Guardándose todas aquellas decisiones, se volvió hacia el oeste en dirección a Arthur's Vale, reconociendo a regañadientes que, a la vista de la escasa mano de obra de que había dispuesto hasta la fecha, el teniente King no había permanecido ocioso durante sus dos años de estancia en la isla de Norfolk. Los cimientos de madera del granero y el establo estaban siendo sustituidos poco a poco por una piedra productora de cal (no era piedra caliza sino calcarenita) que King había descubierto en los alrededores del cementerio, el patio del ganado contiguo al establo era muy espacioso y la presa había sido todo un hallazgo. Encontró el segundo aserradero, protegido del sol mediante un cobertizo y vio a los hombres trabajando sin desmayo; contempló con cierta tristeza al grupo de mujeres que, sentadas bajo un tejado, afilaban las sierras y siguió adelante cuesta arriba hasta más allá de la presa, donde las laderas de las colinas se estaban desmontando con vistas al cultivo de más trigo y maíz. Allí localizó el tercer aserradero y a Richard Morgan encaramado a un gigantesco tronco. Comprendiendo la imprudencia de llamar la atención del aserrador mientras el letal instrumento cortaba varias pulgadas de aquella circunferencia de seis pies -ya había llegado al duramen y a las grandes vigas-, el comandante Ross permaneció en silencio, contemplando su actuación.

El aire era húmedo, el tiempo era mejor que en cualquier otro momento desde su llegada a la isla cuatro días atrás y los hombres del aserradero trabajaban vestidos tan sólo con unos raídos y manchados pantalones de lona. Eso no está bien, pensó Ross. Ni uno solo de ellos goza del privilegio de unos calzoncillos, eso lo sé desde Port Jackson donde los últimos calzoncillos de un convicto se rompieron hace nada menos que doce meses.

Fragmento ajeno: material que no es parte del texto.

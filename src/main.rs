use std::sync::Arc;
use std::time::Duration;

use anyhow::Context;
use axum::Router;

use analysis_dispatch::api::{WorkerState, coordinator_routes, worker_routes};
use analysis_dispatch::config::{DispatchConfig, Role, ServerConfig, WorkerConfig};
use analysis_dispatch::executor::CommandExecutor;
use analysis_dispatch::workers::{
    Dispatcher, HealthReconciler, HttpWorkerClient, WorkerDirectory, spawn_discovery_ticker,
    spawn_health_reconciler,
};

/// Delay before the first health pass, so workers have time to come up.
const HEALTH_STARTUP_DELAY: Duration = Duration::from_secs(5);

#[tokio::main]
async fn main() -> anyhow::Result<()> {
    // Initialize tracing
    tracing_subscriber::fmt()
        .with_env_filter(
            tracing_subscriber::EnvFilter::try_from_default_env()
                .unwrap_or_else(|_| tracing_subscriber::EnvFilter::new("info")),
        )
        .with_target(false)
        .init();

    let server = ServerConfig::from_env().context("Invalid server configuration")?;

    eprintln!("Analysis Dispatch v{}", env!("CARGO_PKG_VERSION"));

    let app = match server.role {
        Role::Coordinator => coordinator_app()?,
        Role::Worker => worker_app()?,
    };

    eprintln!("   API: http://0.0.0.0:{}/api/analyze\n", server.port);

    let listener = tokio::net::TcpListener::bind(format!("0.0.0.0:{}", server.port))
        .await
        .with_context(|| format!("Failed to bind port {}", server.port))?;
    axum::serve(listener, app).await.context("Server error")?;

    Ok(())
}

fn coordinator_app() -> anyhow::Result<Router> {
    let config = DispatchConfig::from_env();
    config.validate().context("Invalid coordinator configuration")?;

    eprintln!("   Role: coordinator");
    if config.static_addresses.is_empty() {
        eprintln!("   Workers: {}:{} (DNS)", config.service_name, config.worker_port);
    } else {
        eprintln!("   Workers: {}", config.static_addresses.join(", "));
    }
    eprintln!(
        "   Queue: max {} waiting, {}ms timeout",
        config.max_queue_size,
        config.queue_timeout.as_millis()
    );

    let directory = WorkerDirectory::from_config(&config);
    let discovery_interval = config.discovery_interval;
    let health_interval = config.health_interval;
    let dispatcher = Dispatcher::new(config, directory, Arc::new(HttpWorkerClient::new()));

    spawn_discovery_ticker(Arc::clone(&dispatcher), discovery_interval);
    spawn_health_reconciler(
        HealthReconciler::new(Arc::clone(&dispatcher)),
        health_interval,
        HEALTH_STARTUP_DELAY,
    );

    Ok(coordinator_routes(dispatcher))
}

fn worker_app() -> anyhow::Result<Router> {
    let config = WorkerConfig::from_env();
    let executor = CommandExecutor::from_config(&config).context("Invalid worker configuration")?;

    eprintln!("   Role: worker ({})", config.worker_id);
    eprintln!(
        "   Queue: {} concurrent, max {} waiting",
        config.queue.max_concurrent, config.queue.max_queue_size
    );
    eprintln!("   Analyzer timeout: {}s", config.analyzer_timeout.as_secs());

    Ok(worker_routes(WorkerState::new(&config, Arc::new(executor))))
}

O sea que llevan a cabo este trabajo mientras las ásperas costuras de los pantalones les rozan la entrepierna. Aunque aborrezco a los convictos, tengo que reconocer que una buena parte de ellos no son malos y algunos son extremadamente buenos. Por mucho que King ensalce las virtudes de la gente como Tom Crowder -un pelotillero de no te menees- yo prefiero a los que son como Richard Morgan, el cual sólo abre la boca para decir cosas de sentido común. Y Nat Lucas, el pequeño carpintero. Crowder trabaja infatigablemente en su propio provecho; en cambio, Morgan y Lucas lo hacen simplemente por el placer del trabajo bien hecho. Qué extraños son los designios de Dios que hacen que algunos hombres y mujeres sean auténticamente laboriosos y otros sean unos holgazanes…

Una vez terminado de cortar el tronco, Ross decidió hablar.

– Veo que estás trabajando muy duro, Morgan.

Sin molestarse en disimular su alegría, Richard se dio la vuelta en el tronco, saltó de éste al suelo y se acercó. Alargó automáticamente la mano, pero se detuvo a tiempo para convertir el gesto en un simple saludo.

– Bienvenido, comandante Ross -dijo sonriendo.

– ¿Te han expulsado de tu cabaña?

– Todavía no, señor, pero supongo que lo harán.

– ¿Dónde vives para que eso no haya ocurrido?

– Más arriba, justo donde termina el valle.